PROBLEM DESCRIPTION: What lines of the data below hold "ImmediateFence"? Show them.
========================================================================
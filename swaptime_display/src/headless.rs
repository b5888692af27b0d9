// Copyright 2026 the Swaptime Authors
// SPDX-License-Identifier: Apache-2.0 OR MIT

//! Software backend with a simulated vertical refresh.
//!
//! [`HeadlessBackend`] draws into CPU pixel buffers and swaps by sleeping to
//! the next multiple of the configured refresh period. It needs no window or
//! GPU, which makes it suitable for trial runs and tests.

use std::sync::Arc;

use kurbo::{Rect, Size};
use slab::Slab;
use swaptime_core::display::{Fence, Orientation, RenderTarget};
use swaptime_core::time::{Duration, HostTime};

use crate::backend::Backend;
use crate::swap_clock::SwapBuffers;
use crate::time::{now, sleep_until};

/// Settings for a [`HeadlessBackend`].
#[derive(Clone, Copy, Debug, PartialEq)]
pub struct HeadlessConfig {
    /// Back-buffer size in pixels.
    pub size: Size,
    /// Simulated refresh period.
    pub refresh: Duration,
    /// Reported orientation.
    pub orientation: Orientation,
}

impl Default for HeadlessConfig {
    fn default() -> Self {
        Self {
            size: Size::new(640.0, 480.0),
            refresh: Duration(16_666_667),
            orientation: Orientation::Landscape,
        }
    }
}

// ---------------------------------------------------------------------------
// PixelCanvas
// ---------------------------------------------------------------------------

/// A CPU pixel buffer, one `u32` per pixel.
#[derive(Clone, PartialEq, Eq)]
pub struct PixelCanvas {
    width: usize,
    height: usize,
    pixels: Vec<u32>,
}

impl std::fmt::Debug for PixelCanvas {
    fn fmt(&self, f: &mut std::fmt::Formatter<'_>) -> std::fmt::Result {
        f.debug_struct("PixelCanvas")
            .field("width", &self.width)
            .field("height", &self.height)
            .finish_non_exhaustive()
    }
}

#[expect(
    clippy::cast_possible_truncation,
    reason = "pixel coordinates are clamped to the buffer before conversion"
)]
fn to_px(v: f64, max: usize) -> usize {
    v.round().clamp(0.0, max as f64) as usize
}

impl PixelCanvas {
    /// A zeroed canvas of `size` pixels.
    #[must_use]
    pub fn new(size: Size) -> Self {
        let width = to_px(size.width, u16::MAX.into());
        let height = to_px(size.height, u16::MAX.into());
        Self {
            width,
            height,
            pixels: vec![0; width * height],
        }
    }

    /// Size in pixels.
    #[must_use]
    pub fn size(&self) -> Size {
        Size::new(self.width as f64, self.height as f64)
    }

    /// Fills the whole canvas.
    pub fn clear(&mut self, color: u32) {
        self.pixels.fill(color);
    }

    /// Fills `rect`, clipped to the canvas.
    pub fn fill_rect(&mut self, rect: Rect, color: u32) {
        let x0 = to_px(rect.x0, self.width);
        let x1 = to_px(rect.x1, self.width);
        let y0 = to_px(rect.y0, self.height);
        let y1 = to_px(rect.y1, self.height);
        if x0 >= x1 {
            return;
        }
        for y in y0..y1 {
            self.pixels[y * self.width + x0..y * self.width + x1].fill(color);
        }
    }

    /// The pixel at `(x, y)`.
    #[must_use]
    pub fn pixel(&self, x: usize, y: usize) -> Option<u32> {
        if x < self.width && y < self.height {
            Some(self.pixels[y * self.width + x])
        } else {
            None
        }
    }

    fn set(&mut self, x: usize, y: usize, color: u32) {
        if x < self.width && y < self.height {
            self.pixels[y * self.width + x] = color;
        }
    }
}

// ---------------------------------------------------------------------------
// Swapping and fences
// ---------------------------------------------------------------------------

/// Swaps by sleeping to the next refresh boundary.
#[derive(Debug)]
pub struct VsyncTimer {
    epoch: HostTime,
    period: Duration,
}

impl VsyncTimer {
    /// A timer whose boundaries are `period` apart, starting now.
    #[must_use]
    pub fn new(period: Duration) -> Self {
        Self {
            epoch: now(),
            period,
        }
    }

    /// The first refresh boundary strictly after `t`.
    #[must_use]
    pub fn next_boundary(&self, t: HostTime) -> HostTime {
        if self.period.is_zero() {
            return t;
        }
        let elapsed = t.saturating_duration_since(self.epoch).nanos();
        let k = elapsed / self.period.nanos() + 1;
        self.epoch.saturating_add(self.period.times(k))
    }
}

impl SwapBuffers for VsyncTimer {
    fn swap_buffers(&self) {
        sleep_until(self.next_boundary(now()));
    }
}

/// CPU drawing is complete when the call returns, so this fence is always
/// ready.
#[derive(Clone, Copy, Debug, Default)]
pub struct ImmediateFence;

impl Fence for ImmediateFence {
    fn poll_ready(&mut self) -> bool {
        true
    }
}

// ---------------------------------------------------------------------------
// HeadlessBackend
// ---------------------------------------------------------------------------

/// Handle to a [`HeadlessBackend`] surface. Owned by exactly one slide.
#[derive(Debug, PartialEq, Eq, Hash)]
pub struct SurfaceId(usize);

#[derive(Clone, Copy, Debug, PartialEq, Eq)]
enum Bound {
    BackBuffer,
    Surface(usize),
}

/// A [`Backend`] that renders into CPU memory.
#[derive(Debug)]
pub struct HeadlessBackend {
    config: HeadlessConfig,
    back: PixelCanvas,
    surfaces: Slab<PixelCanvas>,
    bound: Bound,
    timer: Arc<VsyncTimer>,
    flushes: u64,
}

impl HeadlessBackend {
    /// Creates a backend with its own refresh timer.
    #[must_use]
    pub fn new(config: HeadlessConfig) -> Self {
        Self {
            back: PixelCanvas::new(config.size),
            surfaces: Slab::new(),
            bound: Bound::BackBuffer,
            timer: Arc::new(VsyncTimer::new(config.refresh)),
            flushes: 0,
            config,
        }
    }

    /// The back buffer.
    #[must_use]
    pub fn back_buffer(&self) -> &PixelCanvas {
        &self.back
    }

    /// Number of live surfaces.
    #[must_use]
    pub fn surface_count(&self) -> usize {
        self.surfaces.len()
    }

    /// Number of flushes so far.
    #[must_use]
    pub fn flushes(&self) -> u64 {
        self.flushes
    }
}

impl Backend for HeadlessBackend {
    type Canvas = PixelCanvas;
    type Surface = SurfaceId;
    type Fence = ImmediateFence;
    type Swapper = VsyncTimer;

    fn swapper(&self) -> Arc<VsyncTimer> {
        Arc::clone(&self.timer)
    }

    fn resolution(&self) -> Size {
        self.config.size
    }

    fn orientation(&self) -> Orientation {
        self.config.orientation
    }

    fn create_surface(&mut self, size: Size) -> SurfaceId {
        SurfaceId(self.surfaces.insert(PixelCanvas::new(size)))
    }

    fn surface_size(&self, surface: &SurfaceId) -> Size {
        self.surfaces
            .get(surface.0)
            .map_or(Size::ZERO, PixelCanvas::size)
    }

    fn destroy_surface(&mut self, surface: SurfaceId) {
        if self.bound == Bound::Surface(surface.0) {
            self.bound = Bound::BackBuffer;
        }
        self.surfaces.try_remove(surface.0);
    }

    fn bind(&mut self, target: RenderTarget<'_, SurfaceId>) {
        self.bound = match target {
            RenderTarget::BackBuffer => Bound::BackBuffer,
            RenderTarget::Surface(id) if self.surfaces.contains(id.0) => Bound::Surface(id.0),
            RenderTarget::Surface(_) => Bound::BackBuffer,
        };
    }

    fn canvas(&mut self) -> &mut PixelCanvas {
        match self.bound {
            Bound::Surface(key) if self.surfaces.contains(key) => &mut self.surfaces[key],
            _ => &mut self.back,
        }
    }

    fn flush(&mut self) {
        self.flushes += 1;
    }

    fn finish(&mut self) {}

    fn blit(&mut self, surface: &SurfaceId, source: Rect, dest: Rect, mirror_x: bool) {
        let Some(src) = self.surfaces.get(surface.0) else {
            return;
        };
        let sx0 = to_px(source.x0, src.width);
        let sy0 = to_px(source.y0, src.height);
        let width = to_px(source.width(), src.width);
        let height = to_px(source.height(), src.height);
        let dx0 = to_px(dest.x0, self.back.width);
        let dy0 = to_px(dest.y0, self.back.height);
        for row in 0..height {
            for col in 0..width {
                let Some(color) = src.pixel(sx0 + col, sy0 + row) else {
                    continue;
                };
                let dx = if mirror_x {
                    (dx0 + width).saturating_sub(col + 1)
                } else {
                    dx0 + col
                };
                self.back.set(dx, dy0 + row, color);
            }
        }
    }

    fn supports_fences(&self) -> bool {
        true
    }

    fn insert_fence(&mut self) -> Option<ImmediateFence> {
        Some(ImmediateFence)
    }
}
// Copyright 2026 the Swaptime Authors
// SPDX-License-Identifier: Apache-2.0 OR MIT

//! Buffer-swap telemetry.
//!
//! A swap source publishes a [`SwapSample`] after every completed buffer swap:
//! the running swap count and the host time the swap returned, written
//! together so readers never see a count from one swap paired with the time
//! of another.
//!
//! Consumers keep their own [`SwapCursor`] to ask "has a swap happened since I
//! last looked?" without interfering with other consumers.
//!
//! [`SwapHistory`] keeps a short ring of swap intervals for period estimates.

use crate::time::{Duration, HostTime};

/// One published swap observation.
#[derive(Clone, Copy, Debug, Default, PartialEq, Eq)]
pub struct SwapSample {
    /// Number of swaps completed since the source was created.
    pub count: u64,
    /// Host time at which swap number `count` returned. Meaningless while
    /// `count == 0`.
    pub timestamp: HostTime,
}

impl SwapSample {
    /// Returns the sample that follows this one for a swap completed at `at`.
    #[inline]
    #[must_use]
    pub const fn next(self, at: HostTime) -> Self {
        Self {
            count: self.count + 1,
            timestamp: at,
        }
    }
}

/// Per-consumer edge detector over a swap counter.
#[derive(Clone, Copy, Debug, Default, PartialEq, Eq)]
pub struct SwapCursor {
    seen: u64,
}

impl SwapCursor {
    /// Creates a cursor that treats `count` as already observed.
    #[inline]
    #[must_use]
    pub const fn at(count: u64) -> Self {
        Self { seen: count }
    }

    /// Returns `true` if `count` moved past what this cursor last saw, and
    /// records it. Several swaps between checks still report a single `true`.
    #[inline]
    pub fn advance(&mut self, count: u64) -> bool {
        if count != self.seen {
            self.seen = count;
            true
        } else {
            false
        }
    }

    /// The last swap count this cursor observed.
    #[inline]
    #[must_use]
    pub const fn seen(self) -> u64 {
        self.seen
    }
}

/// Rolling history of the last `N` swap intervals.
#[derive(Clone, Debug)]
pub struct SwapHistory<const N: usize> {
    intervals: [Duration; N],
    cursor: usize,
    filled: usize,
    last: Option<HostTime>,
}

impl<const N: usize> Default for SwapHistory<N> {
    fn default() -> Self {
        Self::new()
    }
}

impl<const N: usize> SwapHistory<N> {
    /// Creates an empty history.
    #[must_use]
    pub const fn new() -> Self {
        Self {
            intervals: [Duration::ZERO; N],
            cursor: 0,
            filled: 0,
            last: None,
        }
    }

    /// Records a swap that returned at `at`.
    pub fn observe(&mut self, at: HostTime) {
        if let Some(prev) = self.last {
            self.intervals[self.cursor % N] = at.saturating_duration_since(prev);
            self.cursor = (self.cursor + 1) % N;
            self.filled = (self.filled + 1).min(N);
        }
        self.last = Some(at);
    }

    /// Forgets all recorded swaps.
    pub fn clear(&mut self) {
        *self = Self::new();
    }

    /// Interval between the two most recent swaps.
    #[must_use]
    pub fn last_period(&self) -> Option<Duration> {
        if self.filled == 0 {
            return None;
        }
        Some(self.intervals[(self.cursor + N - 1) % N])
    }

    /// Mean of the recorded intervals.
    #[must_use]
    pub fn typical_period(&self) -> Option<Duration> {
        if self.filled == 0 {
            return None;
        }
        let start = (self.cursor + N - self.filled) % N;
        let mut sum: u128 = 0;
        let mut i = 0;
        while i < self.filled {
            sum += u128::from(self.intervals[(start + i) % N].nanos());
            i += 1;
        }
        #[expect(
            clippy::cast_possible_truncation,
            reason = "mean of u64 values fits u64"
        )]
        let mean = (sum / self.filled as u128) as u64;
        Some(Duration(mean))
    }

    /// Number of intervals currently held.
    #[must_use]
    pub const fn len(&self) -> usize {
        self.filled
    }

    /// Returns `true` if fewer than two swaps have been observed.
    #[must_use]
    pub const fn is_empty(&self) -> bool {
        self.filled == 0
    }
}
========================================================================
REPLY:
pub struct ImmediateFence;
impl Fence for ImmediateFence {
    type Fence = ImmediateFence;
    fn insert_fence(&mut self) -> Option<ImmediateFence> {
        Some(ImmediateFence)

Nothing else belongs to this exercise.